Over the last two decades, the United States has experienced an epidemic of overdose deaths involving prescription and illicit opioid medications. Governments, businesses and individuals have sued the pharmaceutical distributors that sold prescription opioid medicines and “seek to recover billions in governmental and economic costs allegedly incurred in providing a wide array of public services in response to the influx of opioids into their communities.
The circuit court entered an “anti-suit injunction” prohibiting the insurance companies sued in West Virginia from pursuing parallel litigation against the distributor in California.
Factual and Procedural Background
Plaintiff AmerisourceBergen Drug Corporation (“ABDC”) is a wholesale distributor of prescription opioid medication in West Virginia and across the United States. This case derives from ABDC’s efforts to establish that these prescription opioid lawsuits, nationwide and in West Virginia, are covered under primary, umbrella, and excess commercial general liability policies purchased by ABDC (or its predecessors or affiliates).

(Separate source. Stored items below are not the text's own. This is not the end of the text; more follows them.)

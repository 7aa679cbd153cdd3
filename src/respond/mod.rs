//! Response formatting.
//!
//! Turns Claude-native tool invocations into the OpenAI tool-call wire shape
//! and assembles the chat-completion envelope. Serialization of arguments is
//! validated by immediately re-parsing the written string; a write that
//! cannot round-trip is itself an error.

use crate::ident::CallIdGenerator;
use crate::types::response::{
    AssistantMessage, ChatCompletionResponse, CompletionChoice, Usage,
};
use crate::types::tool::{ClaudeToolInvocation, ToolCall};
use std::time::{SystemTime, UNIX_EPOCH};
use thiserror::Error;
use uuid::Uuid;

#[derive(Debug, Clone, PartialEq, Eq, Error)]
pub enum FormatError {
    #[error("Tool invocation is missing a function name")]
    MissingFunctionName,

    #[error("Arguments for {name:?} could not be serialized: {reason}")]
    UnserializableArguments { name: String, reason: String },

    #[error("Serialized arguments for {name:?} did not re-parse to the source value")]
    NonRoundTrippingArguments { name: String },
}

/// Outcome of formatting a batch of invocations. Partial success is
/// explicit: `errors` carries per-index failures and `tool_calls` carries
/// whatever formatted cleanly, except in strict mode where any failure
/// empties the call list.
#[derive(Debug, Clone)]
pub struct BatchFormatOutcome {
    pub success: bool,
    pub tool_calls: Vec<ToolCall>,
    pub errors: Vec<(usize, FormatError)>,
}

pub struct ResponseFormatter {
    ids: CallIdGenerator,
}

impl ResponseFormatter {
    pub fn new(ids: CallIdGenerator) -> Self {
        Self { ids }
    }

    /// Format a single invocation into the OpenAI wire shape.
    ///
    /// An id is assigned when the source lacks one.
    pub fn format_tool_call(&self, invocation: &ClaudeToolInvocation) -> Result<ToolCall, FormatError> {
        if invocation.name.is_empty() {
            return Err(FormatError::MissingFunctionName);
        }

        let arguments = serde_json::to_string(&invocation.arguments).map_err(|e| {
            FormatError::UnserializableArguments {
                name: invocation.name.clone(),
                reason: e.to_string(),
            }
        })?;
        // Re-parse to prove the write round-trips.
        let reparsed: serde_json::Value =
            serde_json::from_str(&arguments).map_err(|_| FormatError::NonRoundTrippingArguments {
                name: invocation.name.clone(),
            })?;
        if reparsed != invocation.arguments {
            return Err(FormatError::NonRoundTrippingArguments {
                name: invocation.name.clone(),
            });
        }

        let id = invocation
            .id
            .clone()
            .unwrap_or_else(|| self.ids.generate());

        Ok(ToolCall::new(id, invocation.name.clone(), arguments))
    }

    /// Format a batch, reporting malformed calls individually.
    pub fn format_tool_calls(
        &self,
        invocations: &[ClaudeToolInvocation],
        strict: bool,
    ) -> BatchFormatOutcome {
        let mut tool_calls = Vec::new();
        let mut errors = Vec::new();

        for (index, invocation) in invocations.iter().enumerate() {
            match self.format_tool_call(invocation) {
                Ok(call) => tool_calls.push(call),
                Err(e) => errors.push((index, e)),
            }
        }

        let success = errors.is_empty();
        if strict && !success {
            tool_calls.clear();
        }
        BatchFormatOutcome {
            success,
            tool_calls,
            errors,
        }
    }

    /// Assemble the full chat-completion envelope.
    ///
    /// `finish_reason` is a total function of whether the call list is
    /// non-empty: `"tool_calls"` when calls are present, `"stop"` otherwise.
    pub fn build_tool_call_response(
        &self,
        tool_calls: Vec<ToolCall>,
        content: Option<String>,
        model: &str,
        usage: Option<Usage>,
    ) -> ChatCompletionResponse {
        let finish_reason = if tool_calls.is_empty() {
            "stop"
        } else {
            "tool_calls"
        };
        let created = SystemTime::now()
            .duration_since(UNIX_EPOCH)
            .map(|d| d.as_secs())
            .unwrap_or(0);
        let hex = Uuid::new_v4().simple().to_string();

        ChatCompletionResponse {
            id: format!("chatcmpl-{}", &hex[..24]),
            object: "chat.completion".into(),
            created,
            model: model.into(),
            choices: vec![CompletionChoice {
                index: 0,
                message: AssistantMessage {
                    role: "assistant".into(),
                    content,
                    tool_calls: if tool_calls.is_empty() {
                        None
                    } else {
                        Some(tool_calls)
                    },
                },
                finish_reason: finish_reason.into(),
            }],
            usage,
        }
    }
}

impl Default for ResponseFormatter {
    fn default() -> Self {
        Self::new(CallIdGenerator::new())
    }
}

ABDC’s insurance coverage lawsuit specifically sought a declaratory judgment from the circuit court construing primary, umbrella and excess comprehensive general liability policies issued by defendant St. Paul Fire & Marine Insurance Company (“St. Paul”) and by defendants Ace American Insurance Company and Ace Property and Casualty Insurance Company (“Ace American”).
After three years of discovery St. Paul filed a competing insurance coverage action in California state court against ABDC and its corporate subsidiaries and affiliates. St. Paul’s California complaint alleged that St. Paul issued various insurance policies to ABDC, but sought a declaratory judgment that St. Paul had no duty to defend or indemnify ABDC in any opioid lawsuit filed against ABDC nationwide. Alternatively, St. Paul’s complaint named as defendants seventy insurance companies (including companies such as ACE American) “who, on information and belief, issued insurance policies to [ABDC] Affiliates covering periods between 1995 and 2018[.]” The complaint asked the California court to issue a declaratory judgment that, if St. Paul had some obligation to provide coverage for any opioid lawsuit, established the scope and amount of coverage required to be provided by each insurance company to ABDC.
On November 19, 2020, ABDC filed a motion with the West Virginia circuit court seeking an “anti-suit injunction.” After months of supplemental briefing, the circuit court entered an order denying St. Paul’s motion for summary judgment.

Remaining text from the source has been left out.